Professor Dayong Gao graduated (with the B.Sc. degree) from University of Science and Technology of China in 1983, and obtained Ph.D. in Mechanical Engineering and Biomedical Engineering in 1992 from Concordia University, Montreal, Canada. His research has been focused on the problems in thermal/fluid science and biomedical engineering with funding supports from NIH, NSF, Whitaker Foundation, American Cancer Society, American Heart Association, DoD, and various Industries or research institutions. He has published over 120 original full manuscripts and obtained 12 US patents in the following research areas:
Cryopreservation and fundamental cryobiology (mechanisms of cell cryoinjury and cryoprotection) of cells and tissues including: human and mammalian sperm, oocytes, embryos, pancreatic islets, bone marrow stem cells, umbilical cord blood, human platelets, skin, blood vessels/arteries, red blood cells, fatty cells, ovary tissues, and cornea.
Bio-heat-mass transfer and thermal stress in cells/tissues during cryopreservation: permeability of cell and artificial porous membranes, micro-heat and mass transfer across cell/artificial membranes and its activation energy, solidification/vitrification of biomaterials, intracellular ice formation and growth, thermal and mechanical properties of biomaterials, thermal stress and its-induced fracture in tissues/organs during cryopreservation processes, directional solidification of biomaterials.
Artificial kidney: investigating and developing a new generation of artificial kidney (hemodialyzers) with bio-functional and internal filtration ability (using both experimental and computational approaches) to treat the End Stage Kidney Failure disease.
Nano-technology/nano-fluid/Membrane Science: investigating and developing novel ceramic porous membranes with uniformly-distributed and identical nano-scale pores (nano-scale fabrication) for the blood purification (mass transfer) and the separation of bio-macromolecules (nano-scale). Developing novel technology for manufacturing porous membrane hollow fibers (polymer) by "Wet spinning technology" (nano-scale fabrication) for use in artificial kidney and artificial liver.
Development of optimal technology and equipment (e.g. cell micro-perfusion chamber, automated perfusion-washing machine for addition and removal of cryoprotectants in cells, directional solidification machine for freezing of biological cells and tissues) for cryopreservation and banking of cells and tissues as well as re-engineered tissues for transplantation.

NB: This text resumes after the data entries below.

//! Page-aware text extraction for document sources (PDF, plain text, EPUB).
//!
//! Returns plain UTF-8 text per page. Paginated formats carry zero-based page
//! numbers; the others produce a single unnumbered page (plain text) or one
//! unnumbered section per spine item (EPUB).

use quick_xml::events::Event;
use std::collections::HashMap;
use std::io::Read;
use std::path::Path;

use crate::error::{AnalysisError, Result};

/// Maximum decompressed bytes to read from a single ZIP entry (zip-bomb protection).
const MAX_ZIP_ENTRY_BYTES: u64 = 50 * 1024 * 1024;

/// Text of one page (or section) of a document.
#[derive(Debug, Clone, PartialEq)]
pub struct PageText {
    pub text: String,
    pub page: Option<u32>,
}

/// Loads a document and fails fast when no text can be extracted.
pub fn load_document(path: &Path) -> Result<Vec<PageText>> {
    let ext = path
        .extension()
        .and_then(|e| e.to_str())
        .map(|e| e.to_ascii_lowercase())
        .unwrap_or_default();
    let bytes = std::fs::read(path)?;

    let pages = match ext.as_str() {
        "pdf" => extract_pdf_pages(&bytes)?,
        "txt" => vec![PageText {
            text: decode_utf8(&bytes)?,
            page: None,
        }],
        "epub" => extract_epub_sections(&bytes)?,
        other => {
            return Err(AnalysisError::format(format!(
                "'.{}' is not a document format",
                other
            )))
        }
    };

    if pages.iter().all(|p| p.text.trim().is_empty()) {
        return Err(AnalysisError::format(format!(
            "{} contains no extractable text",
            path.display()
        )));
    }
    Ok(pages)
}

fn decode_utf8(bytes: &[u8]) -> Result<String> {
    let bytes = bytes.strip_prefix(b"\xef\xbb\xbf").unwrap_or(bytes);
    String::from_utf8(bytes.to_vec())
        .map_err(|e| AnalysisError::format(format!("text is not valid UTF-8: {}", e)))
}

pub fn extract_pdf_pages(bytes: &[u8]) -> Result<Vec<PageText>> {
    let pages = pdf_extract::extract_text_from_mem_by_pages(bytes)
        .map_err(|e| AnalysisError::format(format!("PDF extraction failed: {}", e)))?;
    Ok(pages
        .into_iter()
        .enumerate()
        .map(|(i, text)| PageText {
            text,
            page: Some(i as u32),
        })
        .collect())
}

pub(crate) type ZipReader<'a> = zip::ZipArchive<std::io::Cursor<&'a [u8]>>;

/// Reads a ZIP entry, bounded by [`MAX_ZIP_ENTRY_BYTES`].
pub(crate) fn read_zip_entry(archive: &mut ZipReader<'_>, name: &str) -> Result<Vec<u8>> {
    try_read_zip_entry(archive, name)?
        .ok_or_else(|| AnalysisError::format(format!("{} not found in archive", name)))
}

/// Like [`read_zip_entry`] but an absent entry is `Ok(None)`.
pub(crate) fn try_read_zip_entry(
    archive: &mut ZipReader<'_>,
    name: &str,
) -> Result<Option<Vec<u8>>> {
    let entry = match archive.by_name(name) {
        Ok(entry) => entry,
        Err(zip::result::ZipError::FileNotFound) => return Ok(None),
        Err(e) => return Err(AnalysisError::format(e.to_string())),
    };
    let mut out = Vec::new();
    entry
        .take(MAX_ZIP_ENTRY_BYTES)
        .read_to_end(&mut out)
        .map_err(|e| AnalysisError::format(e.to_string()))?;
    if out.len() as u64 >= MAX_ZIP_ENTRY_BYTES {
        return Err(AnalysisError::format(format!(
            "ZIP entry {} exceeds size limit ({} bytes)",
            name, MAX_ZIP_ENTRY_BYTES
        )));
    }
    Ok(Some(out))
}

fn epub_err(e: impl std::fmt::Display) -> AnalysisError {
    AnalysisError::format(format!("EPUB extraction failed: {}", e))
}

pub fn extract_epub_sections(bytes: &[u8]) -> Result<Vec<PageText>> {
    let mut archive = zip::ZipArchive::new(std::io::Cursor::new(bytes)).map_err(epub_err)?;

    let container = read_zip_entry(&mut archive, "META-INF/container.xml")?;
    let opf_path = find_attribute(&container, b"rootfile", "full-path")?
        .ok_or_else(|| epub_err("container.xml has no rootfile"))?;
    let opf = read_zip_entry(&mut archive, &opf_path)?;
    let base = match opf_path.rfind('/') {
        Some(pos) => opf_path[..=pos].to_string(),
        None => String::new(),
    };

    let (manifest, spine) = read_package(&opf)?;
    let mut sections = Vec::new();
    for idref in spine {
        let Some(href) = manifest.get(&idref) else {
            continue;
        };
        let full = format!("{}{}", base, href);
        let xhtml = read_zip_entry(&mut archive, &full)?;
        let text = xhtml_to_text(&xhtml)?;
        if !text.trim().is_empty() {
            sections.push(PageText { text, page: None });
        }
    }
    Ok(sections)
}

/// First value of `attr` on any element named `element`.
fn find_attribute(xml: &[u8], element: &[u8], attr: &str) -> Result<Option<String>> {
    let mut reader = quick_xml::Reader::from_reader(xml);
    let mut buf = Vec::new();
    loop {
        match reader.read_event_into(&mut buf) {
            Ok(Event::Start(e)) | Ok(Event::Empty(e)) if e.local_name().as_ref() == element => {
                if let Some(a) = e.try_get_attribute(attr).map_err(epub_err)? {
                    return Ok(Some(a.unescape_value().map_err(epub_err)?.into_owned()));
                }
            }
            Ok(Event::Eof) => return Ok(None),
            Err(e) => return Err(epub_err(e)),
            _ => {}
        }
        buf.clear();
    }
}

/// Manifest (`id` → `href`) and spine order from an OPF package document.
fn read_package(opf: &[u8]) -> Result<(HashMap<String, String>, Vec<String>)> {
    let mut reader = quick_xml::Reader::from_reader(opf);
    let mut buf = Vec::new();
    let mut manifest = HashMap::new();
    let mut spine = Vec::new();
    loop {
        match reader.read_event_into(&mut buf) {
            Ok(Event::Start(e)) | Ok(Event::Empty(e)) => match e.local_name().as_ref() {
                b"item" => {
                    let id = e.try_get_attribute("id").map_err(epub_err)?;
                    let href = e.try_get_attribute("href").map_err(epub_err)?;
                    if let (Some(id), Some(href)) = (id, href) {
                        manifest.insert(
                            id.unescape_value().map_err(epub_err)?.into_owned(),
                            href.unescape_value().map_err(epub_err)?.into_owned(),
                        );
                    }
                }
                b"itemref" => {
                    if let Some(idref) = e.try_get_attribute("idref").map_err(epub_err)? {
                        spine.push(idref.unescape_value().map_err(epub_err)?.into_owned());
                    }
                }
                _ => {}
            },
            Ok(Event::Eof) => break,
            Err(e) => return Err(epub_err(e)),
            _ => {}
        }
        buf.clear();
    }
    Ok((manifest, spine))
}

const BLOCK_ELEMENTS: &[&[u8]] = &[
    b"p", b"div", b"br", b"li", b"h1", b"h2", b"h3", b"h4", b"h5", b"h6", b"tr", b"section",
];

fn xhtml_to_text(xml: &[u8]) -> Result<String> {
    let mut reader = quick_xml::Reader::from_reader(xml);
    reader.config_mut().check_end_names = false;
    let mut buf = Vec::new();
    let mut out = String::new();
    let mut skip_depth = 0usize;
    loop {
        match reader.read_event_into(&mut buf) {
            Ok(Event::Start(e)) => {
                let name = e.local_name();
                if name.as_ref() == b"script" || name.as_ref() == b"style" {
                    skip_depth += 1;
                }
            }
            Ok(Event::Empty(e)) => {
                if BLOCK_ELEMENTS.contains(&e.local_name().as_ref()) {
                    out.push('\n');
                }
            }
            Ok(Event::Text(te)) if skip_depth == 0 => {
                let text = te
                    .unescape()
                    .map(|c| c.into_owned())
                    .unwrap_or_else(|_| String::from_utf8_lossy(&te).into_owned());
                out.push_str(&text);
            }
            Ok(Event::End(e)) => {
                let name = e.local_name();
                if name.as_ref() == b"script" || name.as_ref() == b"style" {
                    skip_depth = skip_depth.saturating_sub(1);
                } else if BLOCK_ELEMENTS.contains(&name.as_ref()) {
                    out.push_str("\n\n");
                }
            }
            Ok(Event::Eof) => break,
            Err(e) => return Err(epub_err(e)),
            _ => {}
        }
        buf.clear();
    }
    Ok(collapse_blank_lines(&out))
}

fn collapse_blank_lines(text: &str) -> String {
    let mut paragraphs: Vec<String> = Vec::new();
    let mut current: Vec<&str> = Vec::new();
    for line in text.lines().map(str::trim) {
        if line.is_empty() {
            if !current.is_empty() {
                paragraphs.push(current.join("\n"));
                current.clear();
            }
        } else {
            current.push(line);
        }
    }
    if !current.is_empty() {
        paragraphs.push(current.join("\n"));
    }
    paragraphs.join("\n\n")
}

#[cfg(test)]
mod tests {
    use super::*;

    #[test]
    fn invalid_pdf_returns_error() {
        let err = extract_pdf_pages(b"not a pdf").unwrap_err();
        assert!(matches!(err, AnalysisError::DataFormat(_)));
    }

    #[test]
    fn invalid_zip_returns_error_for_epub() {
        let err = extract_epub_sections(b"not a zip").unwrap_err();
        assert!(matches!(err, AnalysisError::DataFormat(_)));
    }

    #[test]
    fn xhtml_paragraphs_become_blank_line_separated() {
        let xml = b"<html><head><style>p{}</style></head><body><h1>Title</h1><p>One &amp; two.</p><p>Three.</p></body></html>";
        let text = xhtml_to_text(xml).unwrap();
        assert_eq!(text, "Title\n\nOne & two.\n\nThree.");
    }

    #[test]
    fn empty_text_file_fails_fast() {
        let dir = tempfile::tempdir().unwrap();
        let path = dir.path().join("empty.txt");
        std::fs::write(&path, "   \n\n ").unwrap();
        assert!(matches!(
            load_document(&path).unwrap_err(),
            AnalysisError::DataFormat(_)
        ));
    }

    #[test]
    fn text_file_is_single_unnumbered_page() {
        let dir = tempfile::tempdir().unwrap();
        let path = dir.path().join("notes.txt");
        std::fs::write(&path, "\u{feff}hello world").unwrap();
        let pages = load_document(&path).unwrap();
        assert_eq!(
            pages,
            vec![PageText {
                text: "hello world".into(),
                page: None
            }]
        );
    }
}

Novel-microwave-irradiation-enhanced vitrification/glassification and rapid-uniform re-warming of biological systems.
Tissue engineering: (a) developing a novel bio-reactor (cell-foam) to expand hematopoietic stem cells derived from human bone marrow or umbilical cord blood for use in bone marrow transplantation and potential gene therapy; (b) developing a bio-reactor for use in the bio-functional artificial kidney.
Cardiovascular and blood research: (a) development of novel MRI imaging techniques to investigate the blood flow in blood vessels and its interaction with blood vessels, a well as blood flow in the porous membrane hollow fibers in the artificial kidney; (b) cryopreservation and micro-surgical implantation of arteries in bypass surgery (animal models); (c) blood coagulation and wound healing; and (d) freeze-drying of human red cells and platelets for transfusion.

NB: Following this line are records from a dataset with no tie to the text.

//! Schema profiling for tabular datasets.
//!
//! [`profile`] partitions every column into exactly one of the numeric or
//! categorical lists and computes the statistics the agent and the dashboard
//! work from. Profiling is a pure function of the table: running it twice on
//! an unchanged file yields identical output.
//!
//! A column is numeric when it has at least one value and every non-missing
//! cell parses as a number. Columns whose values are all ISO-8601 dates are
//! reported as temporal but stay on the categorical side.

use chrono::{DateTime, NaiveDate, NaiveDateTime};
use serde::Serialize;
use std::collections::HashMap;
use std::path::Path;

use crate::config::ProfilerConfig;
use crate::error::Result;
use crate::table::{self, is_missing, parse_number, Table};

/// Distinct values listed per categorical column.
pub const MAX_REPORTED_DISTINCT: usize = 20;

#[derive(Debug, Clone, Copy, PartialEq, Eq, Serialize)]
#[serde(rename_all = "lowercase")]
pub enum InferredType {
    Numeric,
    Categorical,
    Temporal,
}

#[derive(Debug, Clone, PartialEq, Serialize)]
pub struct NumericProfile {
    pub name: String,
    /// Position of the column in the table.
    pub index: usize,
    pub inferred_type: InferredType,
    /// Non-missing values.
    pub count: usize,
    pub missing: usize,
    pub cardinality: usize,
    pub sum: f64,
    pub mean: f64,
    pub min: f64,
    pub max: f64,
}

#[derive(Debug, Clone, PartialEq, Serialize)]
pub struct CategoricalProfile {
    pub name: String,
    pub index: usize,
    /// `Categorical` or `Temporal`.
    pub inferred_type: InferredType,
    pub count: usize,
    pub missing: usize,
    pub cardinality: usize,
    /// Up to [`MAX_REPORTED_DISTINCT`] values in order of first appearance.
    pub distinct_values: Vec<String>,
    pub top_value: Option<String>,
    pub top_count: usize,
}

impl CategoricalProfile {
    /// Eligible as the category axis of a bar chart.
    pub fn bar_candidate(&self, config: &ProfilerConfig) -> bool {
        self.cardinality > 0 && self.cardinality <= config.bar_max_cardinality
    }

    /// Eligible for a pie chart of its value distribution.
    pub fn pie_candidate(&self, config: &ProfilerConfig) -> bool {
        self.cardinality > 0 && self.cardinality <= config.pie_max_cardinality
    }
}

#[derive(Debug, Clone, PartialEq, Serialize)]
pub struct TabularSchema {
    pub row_count: usize,
    pub column_count: usize,
    pub numeric: Vec<NumericProfile>,
    pub categorical: Vec<CategoricalProfile>,
}

impl TabularSchema {
    /// Every column with its inferred type, in table order.
    pub fn columns(&self) -> Vec<(&str, InferredType)> {
        let mut all: Vec<(usize, &str, InferredType)> = self
            .numeric
            .iter()
            .map(|c| (c.index, c.name.as_str(), c.inferred_type))
            .chain(
                self.categorical
                    .iter()
                    .map(|c| (c.index, c.name.as_str(), c.inferred_type)),
            )
            .collect();
        all.sort_by_key(|(i, _, _)| *i);
        all.into_iter().map(|(_, n, t)| (n, t)).collect()
    }

    pub fn numeric_column(&self, name: &str) -> Option<&NumericProfile> {
        self.numeric.iter().find(|c| c.name == name)
    }

    pub fn categorical_column(&self, name: &str) -> Option<&CategoricalProfile> {
        self.categorical.iter().find(|c| c.name == name)
    }

    /// One line per column, used in prompts and canned answers.
    pub fn describe(&self) -> String {
        let mut out = format!(
            "{} rows x {} columns\n",
            self.row_count, self.column_count
        );
        for (name, kind) in self.columns() {
            match kind {
                InferredType::Numeric => {
                    if let Some(c) = self.numeric_column(name) {
                        out.push_str(&format!(
                            "- {} (numeric): min={}, max={}, mean={}, sum={}\n",
                            c.name,
                            format_number(c.min),
                            format_number(c.max),
                            format_number(c.mean),
                            format_number(c.sum)
                        ));
                    }
                }
                InferredType::Categorical | InferredType::Temporal => {
                    if let Some(c) = self.categorical_column(name) {
                        let kind = if c.inferred_type == InferredType::Temporal {
                            "temporal"
                        } else {
                            "categorical"
                        };
                        out.push_str(&format!(
                            "- {} ({}): {} distinct, top={}\n",
                            c.name,
                            kind,
                            c.cardinality,
                            c.top_value.as_deref().unwrap_or("-")
                        ));
                    }
                }
            }
        }
        out
    }
}

/// Loads and profiles a tabular file.
pub fn profile_path(path: &Path) -> Result<TabularSchema> {
    let table = table::load_table(path)?;
    Ok(profile(&table))
}

pub fn profile(table: &Table) -> TabularSchema {
    let mut numeric = Vec::new();
    let mut categorical = Vec::new();

    for (index, name) in table.columns.iter().enumerate() {
        let present: Vec<&str> = table.cells(index).filter(|c| !is_missing(c)).collect();
        let missing = table.row_count() - present.len();
        let numbers: Option<Vec<f64>> = present.iter().map(|c| parse_number(c)).collect();

        match numbers {
            Some(values) if !values.is_empty() => {
                // Present and all-numeric implies a summary exists.
                if let Some(s) = summarize(&values) {
                    numeric.push(NumericProfile {
                        name: name.clone(),
                        index,
                        inferred_type: InferredType::Numeric,
                        count: s.count,
                        missing,
                        cardinality: distinct_numbers(&values),
                        sum: s.sum,
                        mean: s.mean,
                        min: s.min,
                        max: s.max,
                    });
                }
            }
            _ => {
                let counts = value_counts(present.iter().copied());
                let inferred_type = if !present.is_empty() && present.iter().all(|c| is_temporal(c))
                {
                    InferredType::Temporal
                } else {
                    InferredType::Categorical
                };
                let (top_value, top_count) = match counts.first() {
                    Some((v, n)) => (Some(v.clone()), *n),
                    None => (None, 0),
                };
                categorical.push(CategoricalProfile {
                    name: name.clone(),
                    index,
                    inferred_type,
                    count: present.len(),
                    missing,
                    cardinality: counts.len(),
                    distinct_values: first_seen(present.iter().copied()),
                    top_value,
                    top_count,
                });
            }
        }
    }

    TabularSchema {
        row_count: table.row_count(),
        column_count: table.column_count(),
        numeric,
        categorical,
    }
}

fn first_seen<'a>(cells: impl Iterator<Item = &'a str>) -> Vec<String> {
    let mut seen = std::collections::HashSet::new();
    let mut out = Vec::new();
    for cell in cells {
        let cell = cell.trim();
        if seen.insert(cell) {
            out.push(cell.to_string());
            if out.len() == MAX_REPORTED_DISTINCT {
                break;
            }
        }
    }
    out
}

fn is_temporal(cell: &str) -> bool {
    let cell = cell.trim();
    NaiveDate::parse_from_str(cell, "%Y-%m-%d").is_ok()
        || NaiveDateTime::parse_from_str(cell, "%Y-%m-%d %H:%M:%S").is_ok()
        || NaiveDateTime::parse_from_str(cell, "%Y-%m-%dT%H:%M:%S").is_ok()
        || DateTime::parse_from_rfc3339(cell).is_ok()
}

fn distinct_numbers(values: &[f64]) -> usize {
    let mut bits: Vec<u64> = values
        .iter()
        .map(|v| (if *v == 0.0 { 0.0f64 } else { *v }).to_bits())
        .collect();
    bits.sort_unstable();
    bits.dedup();
    bits.len()
}

/// One-pass statistics over the non-missing values of a column.
#[derive(Debug, Clone, Copy, PartialEq)]
pub struct Summary {
    pub count: usize,
    pub sum: f64,
    /// Population mean.
    pub mean: f64,
    pub min: f64,
    pub max: f64,
}

pub fn summarize(values: &[f64]) -> Option<Summary> {
    let first = *values.first()?;
    let mut sum = 0.0;
    let mut min = first;
    let mut max = first;
    for &v in values {
        sum += v;
        min = min.min(v);
        max = max.max(v);
    }
    Some(Summary {
        count: values.len(),
        sum,
        mean: sum / values.len() as f64,
        min,
        max,
    })
}

pub fn median(values: &[f64]) -> Option<f64> {
    if values.is_empty() {
        return None;
    }
    let mut sorted = values.to_vec();
    sorted.sort_by(|a, b| a.total_cmp(b));
    let mid = sorted.len() / 2;
    Some(if sorted.len() % 2 == 0 {
        (sorted[mid - 1] + sorted[mid]) / 2.0
    } else {
        sorted[mid]
    })
}

/// Frequency of each distinct value, most frequent first.
///
/// Ties keep the order in which the values were first encountered, so the
/// first entry is always the earliest of the modal values.
pub fn value_counts<'a>(cells: impl Iterator<Item = &'a str>) -> Vec<(String, usize)> {
    let mut order: Vec<(String, usize)> = Vec::new();
    let mut positions: HashMap<String, usize> = HashMap::new();
    for cell in cells {
        if is_missing(cell) {
            continue;
        }
        let cell = cell.trim();
        match positions.get(cell) {
            Some(&i) => order[i].1 += 1,
            None => {
                positions.insert(cell.to_string(), order.len());
                order.push((cell.to_string(), 1));
            }
        }
    }
    // Stable sort preserves first-seen order among equal counts.
    order.sort_by(|a, b| b.1.cmp(&a.1));
    order
}

/// Numeric values of `value_col` grouped by the key in `key_col`.
///
/// Groups appear in order of first appearance. Rows with a missing key are
/// dropped; rows with a missing value still create their group.
pub fn group_values(table: &Table, key_col: usize, value_col: usize) -> Vec<(String, Vec<f64>)> {
    let mut groups: Vec<(String, Vec<f64>)> = Vec::new();
    let mut positions: HashMap<String, usize> = HashMap::new();
    for row in &table.rows {
        let key = row[key_col].trim();
        if is_missing(key) {
            continue;
        }
        let i = match positions.get(key) {
            Some(&i) => i,
            None => {
                positions.insert(key.to_string(), groups.len());
                groups.push((key.to_string(), Vec::new()));
                groups.len() - 1
            }
        };
        if let Some(v) = parse_number(&row[value_col]) {
            groups[i].1.push(v);
        }
    }
    groups
}

/// Formats a value the way answers quote it: integers without a decimal
/// point, everything else with at most four decimals and no trailing zeros.
pub fn format_number(value: f64) -> String {
    if !value.is_finite() {
        return value.to_string();
    }
    if value.fract() == 0.0 && value.abs() < 1e15 {
        return format!("{}", value as i64);
    }
    let s = format!("{:.4}", value);
    let s = s.trim_end_matches('0').trim_end_matches('.');
    if s == "-0" {
        "0".to_string()
    } else {
        s.to_string()
    }
}

#[cfg(test)]
mod tests {
    use super::*;

    fn table(columns: &[&str], rows: &[&[&str]]) -> Table {
        Table::new(
            columns.iter().map(|c| c.to_string()).collect(),
            rows.iter()
                .map(|r| r.iter().map(|c| c.to_string()).collect())
                .collect(),
        )
        .unwrap()
    }

    fn sales() -> Table {
        table(
            &["region", "revenue", "units", "date"],
            &[
                &["north", "100", "1", "2024-01-01"],
                &["south", "250.5", "2", "2024-01-02"],
                &["north", "", "3", "2024-01-03"],
                &["east", "49.5", "NA", "2024-01-04"],
            ],
        )
    }

    #[test]
    fn every_column_lands_in_exactly_one_partition() {
        let schema = profile(&sales());
        let numeric: Vec<_> = schema.numeric.iter().map(|c| c.name.as_str()).collect();
        let categorical: Vec<_> = schema.categorical.iter().map(|c| c.name.as_str()).collect();
        assert_eq!(numeric, vec!["revenue", "units"]);
        assert_eq!(categorical, vec!["region", "date"]);
        assert_eq!(schema.columns().len(), schema.column_count);
    }

    #[test]
    fn numeric_statistics_skip_missing_cells() {
        let schema = profile(&sales());
        let revenue = schema.numeric_column("revenue").unwrap();
        assert_eq!(revenue.count, 3);
        assert_eq!(revenue.missing, 1);
        assert!((revenue.sum - 400.0).abs() < 1e-9);
        assert!((revenue.mean - 400.0 / 3.0).abs() < 1e-9);
        assert_eq!(revenue.min, 49.5);
        assert_eq!(revenue.max, 250.5);
        assert_eq!(revenue.cardinality, 3);
    }

    #[test]
    fn dates_are_temporal_but_categorical() {
        let schema = profile(&sales());
        let date = schema.categorical_column("date").unwrap();
        assert_eq!(date.inferred_type, InferredType::Temporal);
        assert_eq!(date.cardinality, 4);
    }

    #[test]
    fn top_value_ties_keep_first_encountered() {
        let t = table(&["c"], &[&["b"], &["a"], &["a"], &["b"], &["c"]]);
        let schema = profile(&t);
        let c = &schema.categorical[0];
        assert_eq!(c.top_value.as_deref(), Some("b"));
        assert_eq!(c.top_count, 2);
        assert_eq!(c.distinct_values, vec!["b", "a", "c"]);
    }

    #[test]
    fn all_missing_column_is_categorical() {
        let t = table(&["x", "y"], &[&["", "1"], &["NA", "2"]]);
        let schema = profile(&t);
        assert_eq!(schema.categorical[0].name, "x");
        assert_eq!(schema.categorical[0].cardinality, 0);
        assert_eq!(schema.categorical[0].top_value, None);
    }

    #[test]
    fn chart_candidacy_respects_ceilings() {
        let config = ProfilerConfig::default();
        let many: Vec<Vec<String>> = (0..50).map(|i| vec![format!("v{}", i)]).collect();
        let t = Table::new(vec!["c".into()], many).unwrap();
        let c = &profile(&t).categorical[0];
        assert!(!c.bar_candidate(&config));
        assert!(!c.pie_candidate(&config));
        assert_eq!(c.distinct_values.len(), MAX_REPORTED_DISTINCT);

        let few = table(&["c"], &[&["a"], &["b"]]);
        let c = &profile(&few).categorical[0];
        assert!(c.bar_candidate(&config));
        assert!(c.pie_candidate(&config));
    }

    #[test]
    fn profiling_is_deterministic() {
        assert_eq!(profile(&sales()), profile(&sales()));
    }

    #[test]
    fn median_even_and_odd() {
        assert_eq!(median(&[3.0, 1.0, 2.0]), Some(2.0));
        assert_eq!(median(&[4.0, 1.0, 2.0, 3.0]), Some(2.5));
        assert_eq!(median(&[]), None);
    }

    #[test]
    fn group_values_in_first_seen_order() {
        let groups = group_values(&sales(), 0, 1);
        assert_eq!(groups[0], ("north".to_string(), vec![100.0]));
        assert_eq!(groups[1].0, "south");
        assert_eq!(groups[2].0, "east");
    }

    #[test]
    fn numbers_format_without_noise() {
        assert_eq!(format_number(1500.0), "1500");
        assert_eq!(format_number(2.5), "2.5");
        assert_eq!(format_number(1.0 / 3.0), "0.3333");
        assert_eq!(format_number(-0.00001), "0");
    }
}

Major clinical research collaborations with physicians and surgeons (for 12 years) to treat diseases: cryopreservation of pancreatic islets for pancreatic islet transplantation (treating diabetes), cryopreservation of sperm/oocytes/ovary tissues for artificial insemination/in vitro fertilization (treating infertility or for cancer patients before chemotherapy), cryopreservation of small elastic artery for coronary artery bypass surgery (treating heart disease), cryopreservation of bone marrow and umbilical cord blood for hematopoietic stem cell transplantation (treating cancers), cryopreservation of blood cells (red cells and platelets) for blood transfusion/banking (surgery, trauma, cancer treatment), cryopreservation of fatty cells and bones (plastic surgery), and development optimal hemodiafiltration conditions and a new generation of artificial kidney (treating end stage renal failure disease).